Karate Classes In St Helier
St Helier Karate Teacher
Looking for a karate coach or karate lessons in St Helier ?
Karate is described as a Japanese martial art whose actual physical elements seek the continuing development of protective and counter-attacking body movements. The themes of classic karate training are fighting and self-defence, though its mental and moral aspects concentration on the overall development of the individual. This is facilitated by the discipline and persistent effort required in training.
Why It is great To Practice Karate
Good for the cardiovascular system, good for fitness and mental clarity. Will teach willpower and the capability to adhere to instructions under pressure. Enthusiasts of Karate usually go through the martial art into later life.
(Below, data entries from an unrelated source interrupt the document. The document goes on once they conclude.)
//! Channel routing
//!
//! Holds the routing table of enabled channels, the per-(channel, model)
//! cooldown state, and the weighted selection that picks one channel per
//! attempt.

pub mod cooldown;
pub mod filter;
pub mod model;
pub mod registry;
pub mod selector;
pub mod store;

use thiserror::Error;

use crate::error::AppError;

pub use self::cooldown::CooldownTracker;
pub use self::filter::ChannelFilter;
pub use self::model::{Channel, ChannelId, ChannelType};
pub use self::registry::{ChannelRegistry, RoutingSnapshot};
pub use self::selector::WeightedSelector;
pub use self::store::{ChannelStore, StaticChannelStore};

/// Routing lookup failures
#[derive(Debug, Clone, PartialEq, Eq, Error)]
pub enum RoutingError {
    #[error("Model {model} is not available in group {group}")]
    ModelNotFound { group: String, model: String },

    #[error("No available channel for model {model} in group {group}")]
    NoChannel { group: String, model: String },
}

impl From<RoutingError> for AppError {
    fn from(err: RoutingError) -> Self {
        AppError::ServiceUnavailable(err.to_string())
    }
}
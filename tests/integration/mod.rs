//! Integration tests for the Relaygate gateway
//!
//! Each test runs the full router against a mock control plane and mock
//! OpenAI-compatible upstreams.

mod admin;
mod disable;
mod health;
mod relay;
mod sticky;
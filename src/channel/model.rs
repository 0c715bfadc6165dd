//! Channel data model
//!
//! Channels are owned by the control plane; the registry only keeps
//! read-only copies of the enabled ones.

use std::collections::HashMap;
use std::fmt;

use serde::{Deserialize, Serialize};

/// Channel identifier as assigned by the control plane
pub type ChannelId = i64;

/// Channel status value for enabled channels
pub const STATUS_ENABLED: i32 = 1;

/// Upstream provider kind behind a channel
#[derive(Debug, Clone, Copy, PartialEq, Eq, Hash, Serialize, Deserialize, Default)]
#[serde(rename_all = "snake_case")]
pub enum ChannelType {
    #[default]
    Openai,
    Anthropic,
    Bedrock,
    Gemini,
    VertexAi,
    ClaudeCode,
    GeminiCli,
    Codex,
    #[serde(other)]
    Other,
}

impl ChannelType {
    /// Stable name used in log fields and store keys
    pub fn as_str(&self) -> &'static str {
        match self {
            ChannelType::Openai => "openai",
            ChannelType::Anthropic => "anthropic",
            ChannelType::Bedrock => "bedrock",
            ChannelType::Gemini => "gemini",
            ChannelType::VertexAi => "vertex_ai",
            ChannelType::ClaudeCode => "claude_code",
            ChannelType::GeminiCli => "gemini_cli",
            ChannelType::Codex => "codex",
            ChannelType::Other => "other",
        }
    }
}

impl fmt::Display for ChannelType {
    fn fmt(&self, f: &mut fmt::Formatter<'_>) -> fmt::Result {
        f.write_str(self.as_str())
    }
}

/// A configured backend credential/endpoint able to serve a set of models
#[derive(Debug, Clone, Serialize, Deserialize, PartialEq)]
pub struct Channel {
    pub id: ChannelId,
    #[serde(default)]
    pub name: String,
    #[serde(rename = "type", default)]
    pub channel_type: ChannelType,
    /// Comma-separated routing groups
    #[serde(default)]
    pub group: String,
    /// Comma-separated served models; a trailing `*` marks a wildcard
    #[serde(default)]
    pub models: String,
    /// Selection weight; 0 or absent means "use the configured default"
    #[serde(default)]
    pub weight: Option<u32>,
    /// Higher priority tiers are tried first
    #[serde(default)]
    pub priority: i64,
    #[serde(default = "default_status")]
    pub status: i32,
    /// Upstream base URL (without the `/v1/...` endpoint path)
    #[serde(default)]
    pub base_url: Option<String>,
    /// Upstream credential
    #[serde(default)]
    pub key: String,
    /// Requested model -> upstream model rename
    #[serde(default)]
    pub model_mapping: HashMap<String, String>,
    /// Channel only serves chat endpoints
    #[serde(default)]
    pub only_chat: bool,
    /// Models for which streaming is not allowed on this channel
    #[serde(default)]
    pub stream_disabled_models: Vec<String>,
}

fn default_status() -> i32 {
    STATUS_ENABLED
}

impl Default for Channel {
    fn default() -> Self {
        Self {
            id: 0,
            name: String::new(),
            channel_type: ChannelType::default(),
            group: String::new(),
            models: String::new(),
            weight: None,
            priority: 0,
            status: STATUS_ENABLED,
            base_url: None,
            key: String::new(),
            model_mapping: HashMap::new(),
            only_chat: false,
            stream_disabled_models: Vec::new(),
        }
    }
}

impl Channel {
    /// Whether the control plane marks this channel enabled
    pub fn is_enabled(&self) -> bool {
        self.status == STATUS_ENABLED
    }

    /// Configured weight, with 0 treated as unset
    pub fn configured_weight(&self) -> u32 {
        self.weight.unwrap_or(0)
    }

    /// Trimmed, non-empty routing groups
    pub fn group_list(&self) -> Vec<String> {
        split_list(&self.group)
    }

    /// Trimmed, non-empty model names
    pub fn model_list(&self) -> Vec<String> {
        split_list(&self.models)
    }

    /// Whether streaming is allowed for the given model
    pub fn allows_stream(&self, model: &str) -> bool {
        !self.stream_disabled_models.iter().any(|m| m == model)
    }

    /// Upstream model name for a requested model
    pub fn mapped_model<'a>(&'a self, model: &'a str) -> &'a str {
        self.model_mapping
            .get(model)
            .map(String::as_str)
            .filter(|m| !m.is_empty())
            .unwrap_or(model)
    }
}

fn split_list(raw: &str) -> Vec<String> {
    raw.split(',')
        .map(str::trim)
        .filter(|s| !s.is_empty())
        .map(str::to_string)
        .collect()
}
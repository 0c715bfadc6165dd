//! Per-type session fingerprint strategies
//!
//! Each session-affine channel type recognises "the same conversation" in
//! its own way. All derivers return `None` when the request carries nothing
//! usable, which simply disables affinity for that request.

use once_cell::sync::Lazy;
use regex::Regex;
use serde_json::Value;
use sha2::{Digest, Sha256};

use super::{SessionContext, SessionKeyDeriver};

static METADATA_SESSION: Lazy<Regex> =
    Lazy::new(|| Regex::new(r"session_([a-f0-9-]{36})").expect("valid session regex"));

/// Characters of the caller's key mixed into the client fingerprint
const API_KEY_PREFIX_LEN: usize = 20;

fn sha256_hex(input: &str) -> String {
    hex::encode(Sha256::digest(input.as_bytes()))
}

/// Truncated content hash (32 hex chars)
fn content_hash(content: &str) -> Option<String> {
    if content.is_empty() {
        return None;
    }
    let mut hash = sha256_hex(content);
    hash.truncate(32);
    Some(hash)
}

fn is_ephemeral(item: &Value) -> bool {
    item.pointer("/cache_control/type").and_then(Value::as_str) == Some("ephemeral")
}

/// Text of a message's `content`, string or array-of-text-blocks
fn message_text(message: &Value) -> String {
    match message.get("content") {
        Some(Value::String(text)) => text.clone(),
        Some(Value::Array(blocks)) => blocks
            .iter()
            .filter(|b| b.get("type").and_then(Value::as_str) == Some("text"))
            .filter_map(|b| b.get("text").and_then(Value::as_str))
            .collect(),
        _ => String::new(),
    }
}

fn system_text(system: &Value) -> String {
    match system {
        Value::String(text) => text.clone(),
        Value::Array(items) => items
            .iter()
            .filter_map(|i| i.get("text").and_then(Value::as_str))
            .collect(),
        _ => String::new(),
    }
}

/// Concatenated cache-marked content: ephemeral system blocks, then the
/// first non-empty message text if any message is cache-marked
fn cacheable_content(body: &Value) -> String {
    let mut content = String::new();

    if let Some(Value::Array(items)) = body.get("system") {
        for item in items.iter().filter(|i| is_ephemeral(i)) {
            if let Some(text) = item.get("text").and_then(Value::as_str) {
                content.push_str(text);
            }
        }
    }

    if let Some(Value::Array(messages)) = body.get("messages") {
        let marked = messages.iter().any(|m| match m.get("content") {
            Some(Value::Array(blocks)) => blocks.iter().any(is_ephemeral),
            Some(Value::String(_)) => is_ephemeral(m),
            _ => false,
        });
        if marked {
            if let Some(text) = messages.iter().map(message_text).find(|t| !t.is_empty()) {
                content.push_str(&text);
            }
        }
    }

    content
}

/// Messages-API clients that embed a session id in `metadata.user_id` or
/// mark a stable prompt prefix with `cache_control`
pub struct ClaudeCodeSession;

impl SessionKeyDeriver for ClaudeCodeSession {
    fn derive_session_key(&self, ctx: &SessionContext) -> Option<String> {
        let body = ctx.body.as_deref()?;

        if let Some(user_id) = body.pointer("/metadata/user_id").and_then(Value::as_str) {
            if let Some(caps) = METADATA_SESSION.captures(user_id) {
                return Some(caps[1].to_string());
            }
        }

        if let Some(hash) = content_hash(&cacheable_content(body)) {
            return Some(hash);
        }

        if let Some(hash) = body.get("system").and_then(|s| content_hash(&system_text(s))) {
            return Some(hash);
        }

        body.get("messages")
            .and_then(Value::as_array)
            .and_then(|m| m.first())
            .and_then(|first| content_hash(&message_text(first)))
    }
}

/// CLI clients recognised by user agent, address and key prefix
pub struct GeminiCliSession;

impl SessionKeyDeriver for GeminiCliSession {
    fn derive_session_key(&self, ctx: &SessionContext) -> Option<String> {
        let key_prefix: String = ctx.api_key.chars().take(API_KEY_PREFIX_LEN).collect();

        let parts: Vec<&str> = [
            ctx.user_agent.as_deref().unwrap_or_default(),
            ctx.client_ip.as_deref().unwrap_or_default(),
            key_prefix.as_str(),
        ]
        .into_iter()
        .filter(|p| !p.is_empty())
        .collect();

        if parts.is_empty() {
            return None;
        }
        Some(sha256_hex(&parts.join(":")))
    }
}

/// Clients sending an explicit `session_id` / `x-session-id` header
pub struct CodexSession;

impl SessionKeyDeriver for CodexSession {
    fn derive_session_key(&self, ctx: &SessionContext) -> Option<String> {
        ctx.session_header
            .as_deref()
            .filter(|id| !id.is_empty())
            .map(sha256_hex)
    }
}
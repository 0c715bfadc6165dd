//! Quota billing around relay attempts
//!
//! Every attempt reserves quota for its prompt before the upstream call and
//! settles afterwards: a charge for the tokens actually produced, or a full
//! refund when nothing was produced. A `QuotaTicket` is moved into exactly
//! one of `consume` or `undo`, so an attempt can never do both.

use std::sync::atomic::{AtomicU64, Ordering};

use async_trait::async_trait;
use parking_lot::Mutex;
use serde::{Deserialize, Serialize};

use crate::{channel::ChannelId, error::AppResult};

/// Token usage of one attempt
#[derive(Debug, Clone, Copy, Default, PartialEq, Eq, Serialize, Deserialize)]
pub struct Usage {
    #[serde(default)]
    pub prompt_tokens: u32,
    #[serde(default)]
    pub completion_tokens: u32,
    #[serde(default)]
    pub total_tokens: u32,
}

impl Usage {
    pub fn new(prompt_tokens: u32, completion_tokens: u32) -> Self {
        Self {
            prompt_tokens,
            completion_tokens,
            total_tokens: prompt_tokens + completion_tokens,
        }
    }
}

/// What an attempt wants to reserve
#[derive(Debug, Clone, Serialize)]
pub struct QuotaRequest {
    pub token_id: i64,
    pub user_id: i64,
    pub channel_id: ChannelId,
    pub group: String,
    pub model: String,
    pub prompt_tokens: u32,
}

/// Outstanding reservation
///
/// Deliberately not `Clone`: settling consumes it.
#[derive(Debug, PartialEq, Eq)]
pub struct QuotaTicket {
    pub id: String,
    pub prompt_tokens: u32,
}

/// Billing collaborator
#[async_trait]
pub trait QuotaLedger: Send + Sync {
    /// Reserve quota before the upstream call
    async fn pre_consume(&self, request: &QuotaRequest) -> AppResult<QuotaTicket>;

    /// Charge for produced tokens and release the reservation
    async fn consume(&self, ticket: QuotaTicket, usage: &Usage, is_stream: bool) -> AppResult<()>;

    /// Refund the whole reservation
    async fn undo(&self, ticket: QuotaTicket) -> AppResult<()>;
}

/// Settlement recorded by `InMemoryQuotaLedger`
#[derive(Debug, Clone, PartialEq, Eq)]
pub enum LedgerEntry {
    Reserved { ticket: String, channel_id: ChannelId, prompt_tokens: u32 },
    Consumed { ticket: String, usage: Usage, is_stream: bool },
    Refunded { ticket: String },
}

/// Process-local ledger that records every call
#[derive(Default)]
pub struct InMemoryQuotaLedger {
    entries: Mutex<Vec<LedgerEntry>>,
    next_id: AtomicU64,
}

impl InMemoryQuotaLedger {
    pub fn new() -> Self {
        Self::default()
    }

    pub fn entries(&self) -> Vec<LedgerEntry> {
        self.entries.lock().clone()
    }

    pub fn consumed(&self) -> Vec<Usage> {
        self.entries
            .lock()
            .iter()
            .filter_map(|e| match e {
                LedgerEntry::Consumed { usage, .. } => Some(*usage),
                _ => None,
            })
            .collect()
    }

    pub fn refunds(&self) -> usize {
        self.entries
            .lock()
            .iter()
            .filter(|e| matches!(e, LedgerEntry::Refunded { .. }))
            .count()
    }
}

#[async_trait]
impl QuotaLedger for InMemoryQuotaLedger {
    async fn pre_consume(&self, request: &QuotaRequest) -> AppResult<QuotaTicket> {
        let id = format!("local-{}", self.next_id.fetch_add(1, Ordering::Relaxed) + 1);
        self.entries.lock().push(LedgerEntry::Reserved {
            ticket: id.clone(),
            channel_id: request.channel_id,
            prompt_tokens: request.prompt_tokens,
        });
        Ok(QuotaTicket {
            id,
            prompt_tokens: request.prompt_tokens,
        })
    }

    async fn consume(&self, ticket: QuotaTicket, usage: &Usage, is_stream: bool) -> AppResult<()> {
        self.entries.lock().push(LedgerEntry::Consumed {
            ticket: ticket.id,
            usage: *usage,
            is_stream,
        });
        Ok(())
    }

    async fn undo(&self, ticket: QuotaTicket) -> AppResult<()> {
        self.entries
            .lock()
            .push(LedgerEntry::Refunded { ticket: ticket.id });
        Ok(())
    }
}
It gives you feelings of success only achievable by way of specific sporting activities and martial arts.
Karate Classes In St Helier
Our Karate classes in St Helier are prepared for all sorts of people, usually one of these three: Those who want to practice a new martial art or hobby which keeps them healthy Individuals who are intent on learning Karate & Individuals who wish to develop the capability to defend themselves while increasing their confidence in day to day life We can work with men, women and children of all age groups irrespective of their experience or natural ability.
Karate practice (St Helier ) – Our Karate Classes in St Helier
Karate practice is usually divided into 3 key activities:
Kihon (drilling of stances, blocks, punches, strikes and kicks)
Kata (pre-arranged forms simulating combat situations)
We bring these three activities together to bring a complete Karate tuition experience in St Helier .
Karate: historical details
Karate history can be traced back some 1400 years, to Daruma, founder of Zen Buddhism in Western India. Daruma is said to have introduced Buddhism into China, incorporating spiritual and physical teaching techniques that were so demanding that many of his disciples would drop in exhaustion. In order to give them greater strength and endurance, he developed a more progressive training system, which he recorded in a book, Ekkin-Kyo, which can be considered the first book on karate of all time.
The physical training, heavily imbued with Daruma’s philosophical principles, was taught in the Shaolin Temple in the year 500 A.D. Shaolin (Shorin) kung-fu, from north China, was characterized by very colorful, rapid, and dynamic movements; the Shokei school of southern China was known for more powerful and sober techniques. These two kinds of styles found their way to Okinawa, and had their influence on Okinawa’s own original fighting method, called Okinawa-te (Okinawan hand) or simply te. A ban on weapons in Okinawa for two extended periods in its history is also partly responsible for the high degree of development of unarmed fighting techniques on the island.
In summary, karate in Okinawa developed from the synthesis of two fighting techniques. The first one, used by the occupants of Okinawa, was very simple but terribly effective and, above all, very close to reality since it was used throughout many centuries in real combat. The second one, much more elaborate and impregnated with philosophical teachings, was a product of the ancient culture of China. These two origins explain the double character of Karate-extremely violent and efficient but simultaneously a strict and austere discipline and philosophy with a nonviolent emphasis.